Traditional land ownership under the law is protected even against the Government itself, because it is excluded from the private property of the State. Technically, it means that the State cannot transfer it to a third party or put it on sale, nor can lease it, but the tribe either because it can’t sign a contract. This property is also unattachable and inalienable. The question then is: What happens if a gold deposit falls into that traditional property?
The problem that arises in this case is that the area that companies need to install their machinery and dig, is not owned by the government but by a tribe that has not signed a surface lease. This forces us to analyse the relationship between mineral ownership and traditional land ownership.
Mineral ownership vs. traditional land ownership
Unlike land, the ownership of minerals and hydrocarbons belongs exclusively to the State. Both article 3 and 29 of the Constitution make it very clear. The discussion begins when we take the traditional ownership of the land and divide it between the subsoil, surface and airspace: it turns out that the State owns the mineral that is in a land that belongs to the tribe or family group.
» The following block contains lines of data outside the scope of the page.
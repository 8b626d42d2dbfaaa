//! Configuration path resolution tests
//!
//! Tests that touch `BPC_CONFIG` are marked `#[serial]` so environment
//! mutations never race each other.

use bpc_common::config::{resolve_config_path, CONFIG_ENV_VAR};
use serial_test::serial;
use std::env;
use std::path::{Path, PathBuf};

#[test]
#[serial]
fn test_cli_argument_wins_over_environment() {
    env::set_var(CONFIG_ENV_VAR, "/tmp/bpc-env-config.toml");

    let resolved = resolve_config_path(Some(Path::new("/tmp/bpc-cli.toml")), CONFIG_ENV_VAR, "bpc-test");
    assert_eq!(resolved, Some(PathBuf::from("/tmp/bpc-cli.toml")));

    env::remove_var(CONFIG_ENV_VAR);
}

#[test]
#[serial]
fn test_environment_variable_used_without_cli() {
    env::set_var(CONFIG_ENV_VAR, "/tmp/bpc-env-config.toml");

    let resolved = resolve_config_path(None, CONFIG_ENV_VAR, "bpc-test");
    assert_eq!(resolved, Some(PathBuf::from("/tmp/bpc-env-config.toml")));

    env::remove_var(CONFIG_ENV_VAR);
}

#[test]
#[serial]
fn test_empty_environment_variable_is_ignored() {
    env::set_var(CONFIG_ENV_VAR, "");

    // Falls through to the platform directory, which does not hold a file for this app name
    let resolved = resolve_config_path(None, CONFIG_ENV_VAR, "bpc-test-nonexistent-app");
    assert_eq!(resolved, None);

    env::remove_var(CONFIG_ENV_VAR);
}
This fact of legal nature has serious consequences in the approach of everything else; and forces us to answer three questions.
Who is paid the rental of surface area fee from a contract area pertaining to a traditionally owned piece land? Who is compensated when environmental pollution damage occurs? How might these issues affect mining contracts?
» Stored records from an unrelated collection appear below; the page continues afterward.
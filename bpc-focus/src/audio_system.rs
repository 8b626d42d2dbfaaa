//! Operating-system audio manager boundary
//!
//! Read-only environment queries consulted by recovery eligibility, plus the
//! focus request the controller issues before a forced resume.

use crate::error::{Error, Result};
use serde::{Deserialize, Serialize};
use std::sync::atomic::{AtomicBool, AtomicU8, AtomicUsize, Ordering};

/// OS audio manager operations used by the controller
pub trait AudioSystem: Send + Sync {
    /// Request audio focus; `Ok(false)` means the request was denied
    fn request_focus(&self) -> Result<bool>;

    /// Give up focus (controller shutdown)
    fn abandon_focus(&self) -> Result<()>;

    /// Device is in a telephony/communication audio mode
    fn is_communication_mode(&self) -> bool;

    /// Another application is audibly producing sound
    fn is_other_app_playing(&self) -> bool;
}

/// Outcome the simulated system returns for focus requests
#[derive(Debug, Clone, Copy, PartialEq, Eq, Serialize, Deserialize)]
#[serde(rename_all = "snake_case")]
pub enum FocusOutcome {
    Granted,
    Denied,
    Fail,
}

impl FocusOutcome {
    fn to_u8(self) -> u8 {
        match self {
            FocusOutcome::Granted => 0,
            FocusOutcome::Denied => 1,
            FocusOutcome::Fail => 2,
        }
    }

    fn from_u8(value: u8) -> Self {
        match value {
            1 => FocusOutcome::Denied,
            2 => FocusOutcome::Fail,
            _ => FocusOutcome::Granted,
        }
    }
}

/// Lock-free simulated audio manager
#[derive(Debug, Default)]
pub struct SimulatedAudioSystem {
    communication_mode: AtomicBool,
    other_app_playing: AtomicBool,
    focus_outcome: AtomicU8,
    focus_requests: AtomicUsize,
    abandoned: AtomicBool,
}

impl SimulatedAudioSystem {
    pub fn new() -> Self {
        Self::default()
    }

    pub fn set_communication_mode(&self, active: bool) {
        self.communication_mode.store(active, Ordering::SeqCst);
    }

    pub fn set_other_app_playing(&self, playing: bool) {
        self.other_app_playing.store(playing, Ordering::SeqCst);
    }

    pub fn set_focus_outcome(&self, outcome: FocusOutcome) {
        self.focus_outcome.store(outcome.to_u8(), Ordering::SeqCst);
    }

    pub fn focus_requests(&self) -> usize {
        self.focus_requests.load(Ordering::SeqCst)
    }

    pub fn was_abandoned(&self) -> bool {
        self.abandoned.load(Ordering::SeqCst)
    }
}

impl AudioSystem for SimulatedAudioSystem {
    fn request_focus(&self) -> Result<bool> {
        self.focus_requests.fetch_add(1, Ordering::SeqCst);
        match FocusOutcome::from_u8(self.focus_outcome.load(Ordering::SeqCst)) {
            FocusOutcome::Granted => Ok(true),
            FocusOutcome::Denied => Ok(false),
            FocusOutcome::Fail => Err(Error::FocusRequest("simulated audio manager failure".to_string())),
        }
    }

    fn abandon_focus(&self) -> Result<()> {
        self.abandoned.store(true, Ordering::SeqCst);
        Ok(())
    }

    fn is_communication_mode(&self) -> bool {
        self.communication_mode.load(Ordering::SeqCst)
    }

    fn is_other_app_playing(&self) -> bool {
        self.other_app_playing.load(Ordering::SeqCst)
    }
}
The surface fee on traditional property
The tribe, by law, enjoys traditional property only from the surface, which it has been using for residential and agricultural purposes. If deposits were found in this area, it is true that they could not claim them. However, the tribes still have an important right on the surface and that must be well managed to avoid any possible tension. Although it is not reasonable to promote that the tribes participate in the contracts; The idea is to expand the social policies of the companies that sign the contracts in order to meet the social needs of the places where they operate.
Communities know in practice that the land belongs to them and the law recognizes and protects it; but the wish is not that the law is changed because it is already very beneficial for those communities; The problem is how we make the communities have greater benefits and greater involvement in the contracts without this entailing a legal reform that frightens investors.
No contract signed so far has taken these issues into account, because historically operations have always been carried out offshore. There, the tribes have no land. How to address these issues without reforming the law or creating concerns among investors? The only way to achieve that is to integrate communities beyond the obligations of local content.
Communities must be considered in mining contracts and in all onshore oil and gas operations
The simplest and most practical action is to integrate local communities in some way in the discussions and negotiations of contracts. A simple action such as listening to them and allowing us to participate in the conversations or hire local staff, would greatly help to give importance to local communities.
The government and mining companies must take specific actions and execute appropriate programs to reasonably compensate local communities. This is the mistake made by several African countries when they have had onshore operation: they have disregarded obligations and evaded essential repairs that have disrupted and created discomfort in the local population.